Estimation of geothermal reservoir temperature plays a key role in the geothermal system research. This study employs geothermometers of geochemistry, mineral equilibria, mixing model with cold meteoric water, and gas to evaluate the reservoir

temperature of different geothermal fields with data archived in the National Geothermal Data System (NGDS), which concludes the
limitations of applications of different methods for determining the reservoir temperature and provides benchmarks for choosing the
appropriate methods to calculate the geothermal reservoir temperature.

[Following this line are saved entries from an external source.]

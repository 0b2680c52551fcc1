// Unless explicitly stated otherwise all files in this repository are licensed
// under the Apache License Version 2.0.
// This product includes software developed at Datadog (https://www.datadoghq.com/).
// Copyright 2026-present Datadog, Inc.

//! TFRecord framing.
//!
//! Each record is laid out as:
//!
//! ```text
//! u64   length (little endian)
//! u32   masked crc32c of length
//! [u8]  payload (length bytes)
//! u32   masked crc32c of payload
//! ```
//!
//! The checksums are read and discarded.

use std::io::{self, Read};

use thiserror::Error;

const LENGTH_SIZE: usize = 8;
const CRC_SIZE: usize = 4;

/// Upper bound for a single record, to fail fast on files that are not
/// TFRecord-framed instead of trying to allocate a garbage length.
pub const MAX_RECORD_SIZE: u64 = 256 * 1024 * 1024;

#[derive(Error, Debug)]
pub enum RecordError {
    #[error("read failed: {0}")]
    Io(#[from] io::Error),
    /// The stream ended inside a record.
    #[error("truncated record")]
    Truncated,
    /// The length header is larger than `MAX_RECORD_SIZE`.
    #[error("record length {0} exceeds limit")]
    Oversized(u64),
}

/// Iterates over the payloads of a TFRecord stream.
pub struct RecordReader<R> {
    inner: R,
    done: bool,
}

impl<R: Read> RecordReader<R> {
    pub fn new(inner: R) -> Self {
        Self { inner, done: false }
    }

    fn read_record(&mut self) -> Result<Option<Vec<u8>>, RecordError> {
        let mut header = [0u8; LENGTH_SIZE];
        match read_full(&mut self.inner, &mut header)? {
            0 => return Ok(None),
            n if n < LENGTH_SIZE => return Err(RecordError::Truncated),
            _ => {}
        }
        let length = u64::from_le_bytes(header);
        if length > MAX_RECORD_SIZE {
            return Err(RecordError::Oversized(length));
        }

        let mut crc = [0u8; CRC_SIZE];
        if read_full(&mut self.inner, &mut crc)? < CRC_SIZE {
            return Err(RecordError::Truncated);
        }

        let length = usize::try_from(length).map_err(|_| RecordError::Oversized(length))?;
        let mut payload = vec![0u8; length];
        if read_full(&mut self.inner, &mut payload)? < length {
            return Err(RecordError::Truncated);
        }

        if read_full(&mut self.inner, &mut crc)? < CRC_SIZE {
            return Err(RecordError::Truncated);
        }

        Ok(Some(payload))
    }
}

impl<R: Read> Iterator for RecordReader<R> {
    type Item = Result<Vec<u8>, RecordError>;

    fn next(&mut self) -> Option<Self::Item> {
        if self.done {
            return None;
        }
        match self.read_record() {
            Ok(Some(payload)) => Some(Ok(payload)),
            Ok(None) => {
                self.done = true;
                None
            }
            Err(e) => {
                self.done = true;
                Some(Err(e))
            }
        }
    }
}

/// Like `read_exact`, but reports how many bytes were read before EOF instead
/// of failing.
fn read_full<R: Read>(reader: &mut R, buf: &mut [u8]) -> Result<usize, RecordError> {
    let mut filled = 0;
    while filled < buf.len() {
        let Some(rest) = buf.get_mut(filled..) else {
            break;
        };
        match reader.read(rest) {
            Ok(0) => break,
            Ok(n) => filled += n,
            Err(e) if e.kind() == io::ErrorKind::Interrupted => continue,
            Err(e) => return Err(e.into()),
        }
    }
    Ok(filled)
}

/// Frames `payload` as a TFRecord with zeroed checksums.
#[cfg(test)]
pub fn frame(payload: &[u8]) -> Vec<u8> {
    let mut out = Vec::with_capacity(payload.len() + LENGTH_SIZE + 2 * CRC_SIZE);
    out.extend_from_slice(&(payload.len() as u64).to_le_bytes());
    out.extend_from_slice(&[0u8; CRC_SIZE]);
    out.extend_from_slice(payload);
    out.extend_from_slice(&[0u8; CRC_SIZE]);
    out
}
// Unless explicitly stated otherwise all files in this repository are licensed
// under the Apache License Version 2.0.
// This product includes software developed at Datadog (https://www.datadoghq.com/).
// Copyright 2026-present Datadog, Inc.

#![allow(dead_code)]

use std::io::Write;
use std::path::{Path, PathBuf};
use std::process::{Command, Output};

use prost::Message;
use scalar_plot::events::proto::{
    DT_DOUBLE, Event, PluginData, SCALARS_PLUGIN, Summary, SummaryMetadata, SummaryValue,
    TensorProto, event, summary_value,
};

/// TFRecord framing: length, length CRC, payload, payload CRC. CRCs are
/// left zeroed since the reader does not check them.
fn frame(payload: &[u8], out: &mut Vec<u8>) {
    out.extend_from_slice(&(payload.len() as u64).to_le_bytes());
    out.extend_from_slice(&[0; 4]);
    out.extend_from_slice(payload);
    out.extend_from_slice(&[0; 4]);
}

fn summary(step: i64, value: SummaryValue) -> Event {
    Event {
        wall_time: 1_700_000_000.0,
        step,
        what: Some(event::What::Summary(Summary { value: vec![value] })),
    }
}

/// Event file contents with one scalar per `(step, tag, value)`.
///
/// Even steps use legacy `simple_value`, odd steps use double tensors the way
/// newer writers do, so both encodings are exercised.
pub fn event_file(scalars: &[(i64, &str, f64)]) -> Vec<u8> {
    let mut events = vec![Event {
        wall_time: 1_700_000_000.0,
        step: 0,
        what: Some(event::What::FileVersion("brain.Event:2".to_string())),
    }];
    for &(step, tag, value) in scalars {
        let kind = if step % 2 == 0 {
            summary_value::Kind::SimpleValue(value as f32)
        } else {
            summary_value::Kind::Tensor(TensorProto {
                dtype: DT_DOUBLE,
                double_val: vec![value],
                ..Default::default()
            })
        };
        events.push(summary(
            step,
            SummaryValue {
                tag: tag.to_string(),
                metadata: Some(SummaryMetadata {
                    plugin_data: Some(PluginData {
                        plugin_name: SCALARS_PLUGIN.to_string(),
                        content: Vec::new(),
                    }),
                }),
                kind: Some(kind),
            },
        ));
    }

    let mut out = Vec::new();
    for event in &events {
        frame(&event.encode_to_vec(), &mut out);
    }
    out
}

pub fn write_zip(path: &Path, entries: &[(&str, Vec<u8>)]) {
    let file = std::fs::File::create(path).unwrap();
    let mut writer = zip::ZipWriter::new(file);
    let options: zip::write::FileOptions<()> =
        zip::write::FileOptions::default().compression_method(zip::CompressionMethod::Stored);
    for (name, contents) in entries {
        writer.start_file(*name, options).unwrap();
        writer.write_all(contents).unwrap();
    }
    writer.finish().unwrap();
}

/// Archive with two runs sharing `loss`; `run1` also logs `acc`.
pub fn two_run_archive(dir: &Path) -> PathBuf {
    let archive = dir.join("experiment.zip");
    write_zip(
        &archive,
        &[
            (
                "run1/events.out.tfevents.100.host",
                event_file(&[
                    (0, "loss", 1.0),
                    (0, "acc", 0.1),
                    (1, "loss", 0.8),
                    (1, "acc", 0.4),
                    (2, "loss", 0.5),
                ]),
            ),
            (
                "run2/events.out.tfevents.200.host",
                event_file(&[(0, "loss", 2.0), (1, "loss", 1.5)]),
            ),
            ("run2/hparams.json", b"{}".to_vec()),
        ],
    );
    archive
}

/// Config file pointing every directory the binary uses into `dir`.
pub fn write_config(dir: &Path) -> PathBuf {
    let path = dir.join("scalar-plot.yaml");
    let yaml = format!(
        "log_level: debug\nwork_dir: {}\nfont_dirs: []\n",
        dir.join("work").display()
    );
    std::fs::write(&path, yaml).unwrap();
    path
}

pub fn run_cli(config: &Path, args: &[&str]) -> Output {
    Command::new(env!("CARGO_BIN_EXE_scalar-plot"))
        .arg("--config")
        .arg(config)
        .args(args)
        .env_remove("SCALAR_PLOT_LOG_LEVEL")
        .env_remove("LOG_LEVEL")
        .output()
        .expect("failed to run scalar-plot")
}

pub fn stdout_lines(output: &Output) -> Vec<String> {
    String::from_utf8_lossy(&output.stdout)
        .lines()
        .map(str::to_string)
        .collect()
}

The results reveal that: 1) The geochemical geothermometer
method is reliable when the geothermal fluids reach the equilibrium between ions and minerals; the SiO2 (silica) geothermometer is more reliable than the cation geothermometer when the geothermal fluids have not reached the equilibrium; 2) The saturation index of the mineral equilibria can provide benchmarks choosing the geothermometers even if it cannot calculate the accurate reservoir temperature due to the selection of limited saturated minerals. For example, the chalcedony geothermometer is better than SiO2 geothermometer to estimate the reservoir temperature of due to the oversaturation of silica based on the multi-mineral equilibrium plot. For the vapordominated high temperature geothermal reservoirs, the minerals and ions cannot reflect the properties of geothermal reservoir, and the gas thermometer will be more successful in predicting the subsurface temperature in high-temperature geothermal systems. The mixing models usually overestimate the reservoir temperature since they pick up the temperature before the hot water gets mixed with the cold water. There is no universal geothermometer since each method has its own assumptions and works for specific geothermal setting. The best approach is to employ various suitable geothermometers and validate the results.